- Exercise aim:
Copy each line of the records that includes "ToolBackend".

◇ ◇ ◇ ◇

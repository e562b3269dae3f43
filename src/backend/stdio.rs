//! Child-process backend client speaking newline-delimited JSON-RPC.
//!
//! Each configured server is spawned with piped stdin/stdout (stderr is
//! inherited for its logs). Responses are matched to requests through a
//! pending map of oneshot senders keyed by request id.

use super::{BackendFactory, ToolBackend, ToolDescriptor};
use crate::config::BackendServerConfig;
use anyhow::{Context, Result, bail};
use serde_json::{Value, json};
use std::collections::HashMap;
use std::sync::Arc;
use std::sync::atomic::{AtomicU64, Ordering};
use tokio::io::{AsyncBufReadExt, AsyncWriteExt, BufReader};
use tokio::process::{Child, ChildStdin, Command};
use tokio::sync::{Mutex, oneshot};
use tracing::{debug, warn};

type PendingMap = Arc<std::sync::Mutex<HashMap<u64, oneshot::Sender<Value>>>>;

pub struct StdioBackendFactory {
    servers: HashMap<String, BackendServerConfig>,
}

impl StdioBackendFactory {
    pub fn new(servers: HashMap<String, BackendServerConfig>) -> Self {
        Self { servers }
    }
}

#[async_trait::async_trait]
impl BackendFactory for StdioBackendFactory {
    async fn connect(&self, server_id: &str) -> Result<Arc<dyn ToolBackend>> {
        let Some(config) = self.servers.get(server_id) else {
            bail!("no backend server configured with id '{}'", server_id);
        };
        if !config.enabled {
            bail!("backend server '{}' is disabled", server_id);
        }
        let client = StdioBackend::spawn(server_id, config).await?;
        client.initialize().await?;
        Ok(Arc::new(client))
    }
}

pub struct StdioBackend {
    server_id: String,
    child: Mutex<Child>,
    stdin: Mutex<ChildStdin>,
    pending: PendingMap,
    next_id: AtomicU64,
}

impl StdioBackend {
    async fn spawn(server_id: &str, config: &BackendServerConfig) -> Result<Self> {
        let mut command = Command::new(&config.command);
        command.args(&config.args);
        for (key, value) in &config.env {
            command.env(key, value);
        }
        command.stdin(std::process::Stdio::piped());
        command.stdout(std::process::Stdio::piped());
        command.stderr(std::process::Stdio::inherit());
        command.kill_on_drop(true);

        let mut child = command
            .spawn()
            .with_context(|| format!("failed to spawn backend '{}'", config.command))?;
        let stdin = child.stdin.take().context("backend stdin unavailable")?;
        let stdout = child.stdout.take().context("backend stdout unavailable")?;

        let pending: PendingMap = Arc::new(std::sync::Mutex::new(HashMap::new()));
        let reader_pending = pending.clone();
        let reader_server = server_id.to_string();
        tokio::spawn(async move {
            let mut lines = BufReader::new(stdout).lines();
            while let Ok(Some(line)) = lines.next_line().await {
                let Ok(message) = serde_json::from_str::<Value>(&line) else {
                    warn!("backend {} sent unparsable frame", reader_server);
                    continue;
                };
                let Some(id) = message.get("id").and_then(Value::as_u64) else {
                    // Notification; nothing is waiting on it.
                    continue;
                };
                let sender = reader_pending
                    .lock()
                    .unwrap_or_else(|e| e.into_inner())
                    .remove(&id);
                if let Some(sender) = sender {
                    let _ = sender.send(message);
                }
            }
            debug!("backend {} stdout closed", reader_server);
        });

        Ok(Self {
            server_id: server_id.to_string(),
            child: Mutex::new(child),
            stdin: Mutex::new(stdin),
            pending,
            next_id: AtomicU64::new(1),
        })
    }

    async fn initialize(&self) -> Result<()> {
        let result = self
            .request("initialize", json!({ "client_info": { "name": "toolweave" } }))
            .await?;
        let protocol_version = result
            .get("protocol_version")
            .and_then(Value::as_str)
            .unwrap_or("unknown");
        debug!(
            "backend {} initialized (protocol {})",
            self.server_id, protocol_version
        );
        Ok(())
    }

    async fn request(&self, method: &str, params: Value) -> Result<Value> {
        let id = self.next_id.fetch_add(1, Ordering::SeqCst);
        let (tx, rx) = oneshot::channel();
        self.pending
            .lock()
            .unwrap_or_else(|e| e.into_inner())
            .insert(id, tx);

        let frame = json!({ "jsonrpc": "2.0", "id": id, "method": method, "params": params });
        {
            let mut stdin = self.stdin.lock().await;
            stdin.write_all(frame.to_string().as_bytes()).await?;
            stdin.write_all(b"\n").await?;
            stdin.flush().await?;
        }

        let message = rx
            .await
            .with_context(|| format!("backend '{}' closed mid-request", self.server_id))?;
        if let Some(error) = message.get("error") {
            bail!(
                "backend '{}' error on {}: {}",
                self.server_id,
                method,
                error.get("message").and_then(Value::as_str).unwrap_or("unknown")
            );
        }
        Ok(message.get("result").cloned().unwrap_or(Value::Null))
    }
}

#[async_trait::async_trait]
impl ToolBackend for StdioBackend {
    async fn call_tool(&self, tool: &str, arguments: Value) -> Result<Value> {
        self.request("tools/call", json!({ "name": tool, "arguments": arguments }))
            .await
    }

    async fn list_tools(&self) -> Result<Vec<ToolDescriptor>> {
        let result = self.request("tools/list", json!({})).await?;
        let tools = result
            .get("tools")
            .and_then(Value::as_array)
            .cloned()
            .unwrap_or_default();
        Ok(tools
            .iter()
            .filter_map(|tool| {
                Some(ToolDescriptor {
                    name: tool.get("name")?.as_str()?.to_string(),
                    description: tool
                        .get("description")
                        .and_then(Value::as_str)
                        .unwrap_or_default()
                        .to_string(),
                    input_schema: tool
                        .get("inputSchema")
                        .cloned()
                        .unwrap_or(json!({ "type": "object" })),
                })
            })
            .collect())
    }

    async fn disconnect(&self) {
        self.pending
            .lock()
            .unwrap_or_else(|e| e.into_inner())
            .clear();
        let mut child = self.child.lock().await;
        if let Err(e) = child.kill().await {
            warn!("failed to kill backend {}: {}", self.server_id, e);
        }
    }
}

◇ ◇ ◇ ◇

- Result below:
use super::{BackendFactory, ToolBackend, ToolDescriptor};
    async fn connect(&self, server_id: &str) -> Result<Arc<dyn ToolBackend>> {
impl ToolBackend for StdioBackend {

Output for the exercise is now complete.